Se Inland Empire si domanda come sopravvivere al proprio alter ego artistico, la risposta che Von Trier offre negli ultimi minuti del film è terribilmente semplice: uccidilo. Il regista denuncia il sé stesso passato nella figura di Jack, desideroso di una rinascita mentre quest’ultimo precipita finalmente negli inferi.
Hit the road Jack, and don’t you come back no more”.


NAKED LUNCH (1991)
Forse solo un regista con l’immaginario sporco e disgustoso di David Cronenberg poteva dare vita al miglior adattamento possibile de “Il Pasto Nudo”, celebre opera di William S. Burroughs scritta sotto l’influenza di ogni possibile eccitante, calmante, scoppiante o esilarante.
Nella New York degli anni Cinquanta William Lee (Peter Weller) ignora le pressioni dei suoi amici scrittori a cimentarsi anche lui con i libri, preferendo una carriera da sterminatore e facendo sua l’idea di “sterminare ogni pensiero razionale”: paradossalmente sarà proprio l’uso dell’insetticida come droga a farlo ritornare sulla scrittura, comunicando nei suoi stati allucinatori con orridi alieni che gli riveleranno una congiura segreta su cui dovrà investigare, mentre fugge verso il Marocco dopo aver ucciso sua moglie in un incidente (Judy Davis).

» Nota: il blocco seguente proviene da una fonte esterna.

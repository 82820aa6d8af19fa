//! Drawing the next word and the prompt direction.

use rand::prelude::*;
use rand::rngs::StdRng;

use crate::model::Direction;
use crate::weights::Distribution;

/// Pick the index selected by a uniform draw `t` in `[0, 1)`.
///
/// Returns the smallest `i` whose cumulative probability exceeds `t`. When
/// rounding leaves the total slightly below 1 and no such `i` exists, the last
/// index is returned.
pub fn sample_index_with(distribution: &Distribution, t: f64) -> usize {
    let mut cumulative = 0.0;
    for (i, p) in distribution.probabilities().iter().enumerate() {
        cumulative += p;
        if cumulative > t {
            return i;
        }
    }
    distribution.len().saturating_sub(1)
}

/// Random source for word and direction draws.
///
/// Each sampler owns its own stream, so independent samplers never share state.
pub struct Sampler {
    rng: StdRng,
}

impl Sampler {
    /// Create a sampler seeded from the operating system.
    pub fn from_entropy() -> Self {
        Self {
            rng: StdRng::from_entropy(),
        }
    }

    /// Create a sampler with a specific seed (for testing and reproducible runs).
    pub fn with_seed(seed: u64) -> Self {
        Self {
            rng: StdRng::seed_from_u64(seed),
        }
    }

    /// Draw one index with probability `distribution[index]`.
    pub fn sample_index(&mut self, distribution: &Distribution) -> usize {
        let t: f64 = self.rng.gen();
        sample_index_with(distribution, t)
    }

    /// Draw which language is shown, each with probability 1/2.
    pub fn sample_direction(&mut self) -> Direction {
        if self.rng.gen_bool(0.5) {
            Direction::A
        } else {
            Direction::B
        }
    }
}

impl Default for Sampler {
    fn default() -> Self {
        Self::from_entropy()
    }
}
//! Adaptive word weighting.
//!
//! Every word starts at its base frequency. Replaying the history multiplies a
//! word's weight by `1 - decay` for each correct answer and by `1 + decay` for
//! each incorrect one; the weights are then normalized into a probability
//! distribution. The result depends only on (lexicon, history, decay).

use serde::{Deserialize, Serialize};

use crate::error::{Result, WordGameError};
use crate::lexicon::Lexicon;
use crate::model::AnswerEvent;

/// Strength of the multiplicative update, restricted to the open interval (0, 1).
///
/// At `decay == 1` a single correct answer would zero a weight, and above it the
/// weight would turn negative.
#[derive(Debug, Clone, Copy, PartialEq, PartialOrd, Serialize, Deserialize)]
#[serde(try_from = "f64", into = "f64")]
pub struct Decay(f64);

impl Decay {
    pub const DEFAULT: Decay = Decay(0.1);

    pub fn new(value: f64) -> Result<Self> {
        if value.is_finite() && value > 0.0 && value < 1.0 {
            Ok(Decay(value))
        } else {
            Err(WordGameError::InvalidDecay(value))
        }
    }

    pub fn value(self) -> f64 {
        self.0
    }

    /// Factor applied to a word's weight after one answer.
    pub fn factor(self, correct: bool) -> f64 {
        if correct {
            1.0 - self.0
        } else {
            1.0 + self.0
        }
    }
}

impl Default for Decay {
    fn default() -> Self {
        Self::DEFAULT
    }
}

impl TryFrom<f64> for Decay {
    type Error = WordGameError;

    fn try_from(value: f64) -> Result<Self> {
        Decay::new(value)
    }
}

impl From<Decay> for f64 {
    fn from(decay: Decay) -> f64 {
        decay.0
    }
}

/// A normalized probability distribution over the lexicon, index-aligned with it.
#[derive(Debug, Clone, PartialEq)]
pub struct Distribution {
    probs: Vec<f64>,
}

impl Distribution {
    /// Normalize non-negative weights into a distribution.
    pub fn from_weights(weights: Vec<f64>) -> Result<Self> {
        if weights.iter().any(|w| !w.is_finite() || *w < 0.0) {
            return Err(WordGameError::ZeroMass);
        }
        let mass: f64 = weights.iter().sum();
        if !mass.is_finite() || mass <= 0.0 {
            return Err(WordGameError::ZeroMass);
        }
        let probs = weights.into_iter().map(|w| w / mass).collect();
        Ok(Self { probs })
    }

    /// All mass on index `k` of `n`.
    ///
    /// # Panics
    ///
    /// Panics if `k >= n`.
    pub fn one_hot(n: usize, k: usize) -> Self {
        assert!(k < n, "one-hot index {k} out of range for {n} elements");
        let mut probs = vec![0.0; n];
        probs[k] = 1.0;
        Self { probs }
    }

    pub fn probabilities(&self) -> &[f64] {
        &self.probs
    }

    pub fn get(&self, index: usize) -> Option<f64> {
        self.probs.get(index).copied()
    }

    pub fn len(&self) -> usize {
        self.probs.len()
    }

    pub fn is_empty(&self) -> bool {
        self.probs.is_empty()
    }

    /// Total mass; 1.0 up to rounding.
    pub fn sum(&self) -> f64 {
        self.probs.iter().sum()
    }
}

/// Weights outside this band trigger a rescale during replay.
const RESCALE_ABOVE: f64 = 1e150;
const RESCALE_BELOW: f64 = 1e-150;

/// Replay `events` over the lexicon's base frequencies, without normalizing.
///
/// Weights are relative: when a long run of answers pushes them toward
/// overflow or underflow, all of them are divided by the current maximum.
/// Ratios between words, and so the distribution, are unaffected.
pub fn compute_weights(
    lexicon: &Lexicon,
    events: &[AnswerEvent],
    decay: Decay,
) -> Result<Vec<f64>> {
    let mut weights: Vec<f64> = lexicon.base_frequencies().collect();
    for event in events {
        let Some(weight) = weights.get_mut(event.id) else {
            return Err(WordGameError::UnknownWord {
                index: event.id,
                lexicon_len: lexicon.len(),
            });
        };
        *weight *= decay.factor(event.is_correct);

        let updated = *weight;
        let underflowing = updated < RESCALE_BELOW && max_weight(&weights) < RESCALE_BELOW;
        if updated > RESCALE_ABOVE || underflowing {
            rescale(&mut weights);
        }
    }
    Ok(weights)
}

fn max_weight(weights: &[f64]) -> f64 {
    weights.iter().copied().fold(0.0, f64::max)
}

fn rescale(weights: &mut [f64]) {
    let max = max_weight(weights);
    if max > 0.0 && max.is_finite() {
        tracing::trace!(max, "rescaling weights");
        for w in weights.iter_mut() {
            *w /= max;
        }
    }
}

/// Compute the probability of asking each word next.
pub fn compute_distribution(
    lexicon: &Lexicon,
    events: &[AnswerEvent],
    decay: Decay,
) -> Result<Distribution> {
    let weights = compute_weights(lexicon, events, decay)?;
    Distribution::from_weights(weights)
}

Il lungometraggio, pur trattando anche tematiche come il mondo queer e l’abuso di sostanze, è forse quello che più si avvicina alla storia di crescita dell’artista. Egli dovrà sempre passare per mille sofferenze e ancor più sabotaggi, spesso autoinflitti, ma nessun imprevisto sarà mai fatale finché si reinventa, cambia prospettiva, arricchisce la sua dimensione: in una parola, rinascere, continuamente e perpetuamente, nella lotta senza sosta contro il deserto di idee che mai smette di provare ad attirarlo e rapirlo.